Abstract
Introduction: The management of gastrointestinal stromal tumors (GIST) evolved due to effective molecularly targeted therapy with imatinib and sunitinib which are used first- and second-line, respectively. However, due to the development of resistance to those drugs in the majority of patients, the need for third-line therapy arose.

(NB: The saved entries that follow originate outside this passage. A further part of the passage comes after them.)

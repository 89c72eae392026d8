//! E2E Test Suite 01: Streaming base64 decoding
//!
//! Exercises the decoder against realistic sources end to end:
//! - File-backed sources through the std::io::Read adapter
//! - Output served across many calls with awkward request sizes
//! - Alphabet-variant equivalence on full messages
//! - Random round-trips against a reference encoder
//! - Corrupt and truncated streams

use base64::engine::general_purpose::{STANDARD, STANDARD_NO_PAD, URL_SAFE_NO_PAD};
use base64::Engine;
use rand::{Rng, SeedableRng};

use b64stream::{Base64Decoder, PullSource, ReaderSource, SliceSource};

/// Decodes everything the source has to give, `step` output bytes at a time.
fn drain(src: &mut impl PullSource, step: usize) -> Vec<u8> {
    let mut dec = Base64Decoder::new(src);
    let mut out = Vec::new();
    let mut chunk = vec![0u8; step];
    loop {
        let n = dec.decode_into(&mut chunk);
        out.extend_from_slice(&chunk[..n]);
        if n < chunk.len() {
            return out;
        }
    }
}

// ─────────────────────────────────────────────────────────────────────────────
// Test 1: Decode from a real file via ReaderSource
// ─────────────────────────────────────────────────────────────────────────────

#[test]
fn test_decode_from_file() {
    let payload = b"Many hands make light work.";
    let encoded = STANDARD.encode(payload);

    let dir = tempfile::TempDir::new().unwrap();
    let path = dir.path().join("payload.b64");
    std::fs::write(&path, &encoded).unwrap();

    let mut src = ReaderSource::new(std::fs::File::open(&path).unwrap());
    assert_eq!(drain(&mut src, 7), payload);
}

// ─────────────────────────────────────────────────────────────────────────────
// Test 2: Request sizes don't change the output
// ─────────────────────────────────────────────────────────────────────────────

#[test]
fn test_output_invariant_under_request_size() {
    let payload: Vec<u8> = (0..251u32).map(|i| (i * 7 % 256) as u8).collect();
    let encoded = STANDARD.encode(&payload);

    for step in [1, 2, 3, 4, 5, 16, 64, 1024] {
        let mut src = SliceSource::new(encoded.as_bytes());
        assert_eq!(drain(&mut src, step), payload, "request size {step}");
    }
}

// ─────────────────────────────────────────────────────────────────────────────
// Test 3: Unpadded trailing quantum (encoder omitted '=')
// ─────────────────────────────────────────────────────────────────────────────

#[test]
fn test_unpadded_input_decodes_like_padded() {
    let payload = b"padding is optional here";
    let padded = STANDARD.encode(payload);
    let unpadded = STANDARD_NO_PAD.encode(payload);
    assert_ne!(padded, unpadded);

    let mut a = SliceSource::new(padded.as_bytes());
    let mut b = SliceSource::new(unpadded.as_bytes());
    assert_eq!(drain(&mut a, 8), payload);
    assert_eq!(drain(&mut b, 8), payload);
}

// ─────────────────────────────────────────────────────────────────────────────
// Test 4: Standard and URL-safe alphabets decode identically
// ─────────────────────────────────────────────────────────────────────────────

#[test]
fn test_alphabet_variants_full_message() {
    // Bytes chosen to produce '+'/'/' (and '-'/'_') densely in the encoding.
    let payload: Vec<u8> = (0..=255u8).rev().collect();
    let standard = STANDARD_NO_PAD.encode(&payload);
    let url_safe = URL_SAFE_NO_PAD.encode(&payload);
    assert_ne!(standard, url_safe);

    let mut a = SliceSource::new(standard.as_bytes());
    let mut b = SliceSource::new(url_safe.as_bytes());
    let decoded = drain(&mut a, 32);
    assert_eq!(decoded, payload);
    assert_eq!(drain(&mut b, 32), decoded);
}

// ─────────────────────────────────────────────────────────────────────────────
// Test 5: Random round-trips against the reference encoder
// ─────────────────────────────────────────────────────────────────────────────

#[test]
fn test_random_roundtrips() {
    let mut rng = rand::rngs::StdRng::seed_from_u64(0x6236_3473);
    for _ in 0..200 {
        let len = rng.gen_range(0..512);
        let payload: Vec<u8> = (0..len).map(|_| rng.gen()).collect();
        let encoded = if rng.gen() {
            STANDARD.encode(&payload)
        } else {
            STANDARD_NO_PAD.encode(&payload)
        };
        let step = rng.gen_range(1..64);

        let mut src = SliceSource::new(encoded.as_bytes());
        assert_eq!(drain(&mut src, step), payload, "len {len} step {step}");
    }
}

// ─────────────────────────────────────────────────────────────────────────────
// Test 6: Corruption surfaces as a short read with the invalid flag set
// ─────────────────────────────────────────────────────────────────────────────

#[test]
fn test_corrupt_stream_short_read() {
    let payload = b"good bytes then junk";
    let mut encoded = STANDARD.encode(payload).into_bytes();
    encoded[8] = b'\n'; // corrupt the third quantum

    let mut src = SliceSource::new(&encoded);
    let mut dec = Base64Decoder::new(&mut src);
    let mut out = vec![0u8; payload.len()];
    let n = dec.decode_into(&mut out);
    assert_eq!(&out[..n], &payload[..6], "two clean quanta before the bad one");
    assert!(dec.saw_invalid_input());
    assert!(!dec.exhausted());
}

// ─────────────────────────────────────────────────────────────────────────────
// Test 7: Truncation mid-stream yields the decodable prefix
// ─────────────────────────────────────────────────────────────────────────────

#[test]
fn test_truncated_stream_yields_prefix() {
    let payload = b"truncated transmission";
    let encoded = STANDARD_NO_PAD.encode(payload);

    // Cut to 4k+1 characters: the lone trailing character carries no byte.
    let cut = &encoded.as_bytes()[..9];
    let mut src = SliceSource::new(cut);
    let mut dec = Base64Decoder::new(&mut src);
    let mut out = vec![0u8; payload.len()];
    let n = dec.decode_into(&mut out);
    assert_eq!(&out[..n], &payload[..6]);
    assert!(dec.exhausted());
    assert!(!dec.saw_invalid_input());
}

// ─────────────────────────────────────────────────────────────────────────────
// Test 8: Decoder works through a trait object source
// ─────────────────────────────────────────────────────────────────────────────

#[test]
fn test_dyn_source() {
    let mut src = SliceSource::new(b"TWFu");
    let dyn_src: &mut dyn PullSource = &mut src;
    let mut dec = Base64Decoder::new(dyn_src);
    let mut out = [0u8; 3];
    assert_eq!(dec.decode_into(&mut out), 3);
    assert_eq!(&out, b"Man");
}
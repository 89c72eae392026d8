//! The pull capability: an abstract byte source consumed by the decoder.
//!
//! A [`PullSource`] stands in for "wherever the encoded bytes come from" —
//! a file, a socket, a serial line, or an in-memory cursor — so the decoder
//! never names a concrete stream type and never needs one byte of buffering
//! beyond its own fixed state.

use std::io::Read;

/// A pull-based byte source.
///
/// # Contract
/// `pull` writes up to `buf.len()` bytes into `buf` and returns the number
/// written. A return value smaller than the request means the source is at
/// end of input; `0` means it is exhausted. Consumers do not retry partial
/// reads — a short pull ends the stream, it never signals "try again".
///
/// The source is never assumed to be seekable or re-readable.
pub trait PullSource {
    fn pull(&mut self, buf: &mut [u8]) -> usize;
}

impl<S: PullSource + ?Sized> PullSource for &mut S {
    fn pull(&mut self, buf: &mut [u8]) -> usize {
        (**self).pull(buf)
    }
}

// ─────────────────────────────────────────────────────────────────────────────
// SliceSource — in-memory cursor
// ─────────────────────────────────────────────────────────────────────────────

/// Pulls from a borrowed byte slice, front to back.
pub struct SliceSource<'a> {
    data: &'a [u8],
}

impl<'a> SliceSource<'a> {
    pub fn new(data: &'a [u8]) -> Self {
        Self { data }
    }

    /// Bytes not yet pulled.
    pub fn remaining(&self) -> usize {
        self.data.len()
    }
}

impl PullSource for SliceSource<'_> {
    fn pull(&mut self, buf: &mut [u8]) -> usize {
        let n = buf.len().min(self.data.len());
        buf[..n].copy_from_slice(&self.data[..n]);
        self.data = &self.data[n..];
        n
    }
}

// ─────────────────────────────────────────────────────────────────────────────
// ReaderSource — std::io::Read adapter
// ─────────────────────────────────────────────────────────────────────────────

/// Adapts any [`std::io::Read`] into a [`PullSource`].
///
/// The pull contract has no error channel, so an I/O error is reported as
/// exhaustion (`0`). Callers that need to distinguish a read failure from a
/// clean end of stream should check the reader out-of-band after decoding.
///
/// `ErrorKind::Interrupted` is retried rather than treated as end of input.
pub struct ReaderSource<R: Read> {
    inner: R,
}

impl<R: Read> ReaderSource<R> {
    pub fn new(inner: R) -> Self {
        Self { inner }
    }

    /// Consumes the adapter, returning the underlying reader.
    pub fn into_inner(self) -> R {
        self.inner
    }
}

impl<R: Read> PullSource for ReaderSource<R> {
    fn pull(&mut self, buf: &mut [u8]) -> usize {
        let mut filled = 0;
        while filled < buf.len() {
            match self.inner.read(&mut buf[filled..]) {
                Ok(0) => break,
                Ok(n) => filled += n,
                Err(e) if e.kind() == std::io::ErrorKind::Interrupted => continue,
                Err(_) => break,
            }
        }
        filled
    }
}

// ─── Tests ────────────────────────────────────────────────────────────────────

#[cfg(test)]
mod tests {
    use super::*;
    use std::fs;
    use tempfile::TempDir;

    #[test]
    fn slice_source_pulls_in_order_and_exhausts() {
        let mut src = SliceSource::new(b"abcdef");
        let mut buf = [0u8; 4];
        assert_eq!(src.pull(&mut buf), 4);
        assert_eq!(&buf, b"abcd");
        assert_eq!(src.remaining(), 2);
        assert_eq!(src.pull(&mut buf), 2);
        assert_eq!(&buf[..2], b"ef");
        assert_eq!(src.pull(&mut buf), 0);
        assert_eq!(src.pull(&mut buf), 0);
    }

    #[test]
    fn slice_source_empty_is_immediately_exhausted() {
        let mut src = SliceSource::new(b"");
        let mut buf = [0u8; 1];
        assert_eq!(src.pull(&mut buf), 0);
    }

    #[test]
    fn reader_source_fills_from_file() {
        let dir = TempDir::new().unwrap();
        let path = dir.path().join("encoded.txt");
        fs::write(&path, b"TWFuTWFu").unwrap();

        let mut src = ReaderSource::new(fs::File::open(&path).unwrap());
        let mut buf = [0u8; 4];
        assert_eq!(src.pull(&mut buf), 4);
        assert_eq!(&buf, b"TWFu");
        assert_eq!(src.pull(&mut buf), 4);
        assert_eq!(src.pull(&mut buf), 0);
    }

    #[test]
    fn reader_source_coalesces_short_reads() {
        // A reader that trickles one byte per read() call must still satisfy
        // a 4-byte pull in one shot.
        struct Trickle<'a>(&'a [u8]);
        impl Read for Trickle<'_> {
            fn read(&mut self, buf: &mut [u8]) -> std::io::Result<usize> {
                if self.0.is_empty() || buf.is_empty() {
                    return Ok(0);
                }
                buf[0] = self.0[0];
                self.0 = &self.0[1..];
                Ok(1)
            }
        }

        let mut src = ReaderSource::new(Trickle(b"TWFu"));
        let mut buf = [0u8; 4];
        assert_eq!(src.pull(&mut buf), 4);
        assert_eq!(&buf, b"TWFu");
    }

    #[test]
    fn mut_ref_is_a_source_too() {
        fn pull_one(src: &mut impl PullSource) -> usize {
            let mut b = [0u8; 1];
            src.pull(&mut b)
        }
        let mut src = SliceSource::new(b"x");
        assert_eq!(pull_one(&mut &mut src), 1);
    }
}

Areas covered: Regorafenib, an oral multitargeted inhibitor with activity against multiple kinases including KIT, RET, RAF1, BRAF, angiogenesis (VEGFR, TIE-2) and those involved in tumor microenvironment (PDGFR and FGFR) was introduced after the successful Phase III GRID (GIST – Regorafenib In progressive Disease) clinical trial. This study showed significant improvement in progression-free survival for patients receiving regorafenib compared to placebo (4.8 months vs 0.9 months). The treatment was reasonably well tolerated, with arterial hypertension, hand-foot syndrome, diarrhea being the most common grade ≥3 adverse events, which could be managed by dose reduction and supportive treatment. The aim of this paper is to describe, assess and advise on the safety of regorafenib as third-line therapy in GIST.
Expert opinion: Regorafenib has demonstrated clinical benefit in GIST patients after progression on prior treatment with at least imatinib/sunitinib and currently it is the approved standard third-line option in therapy of advanced GIST. The safety profile is similar to other multikinase inhibitors with anti-VEGFR activity and is manageable.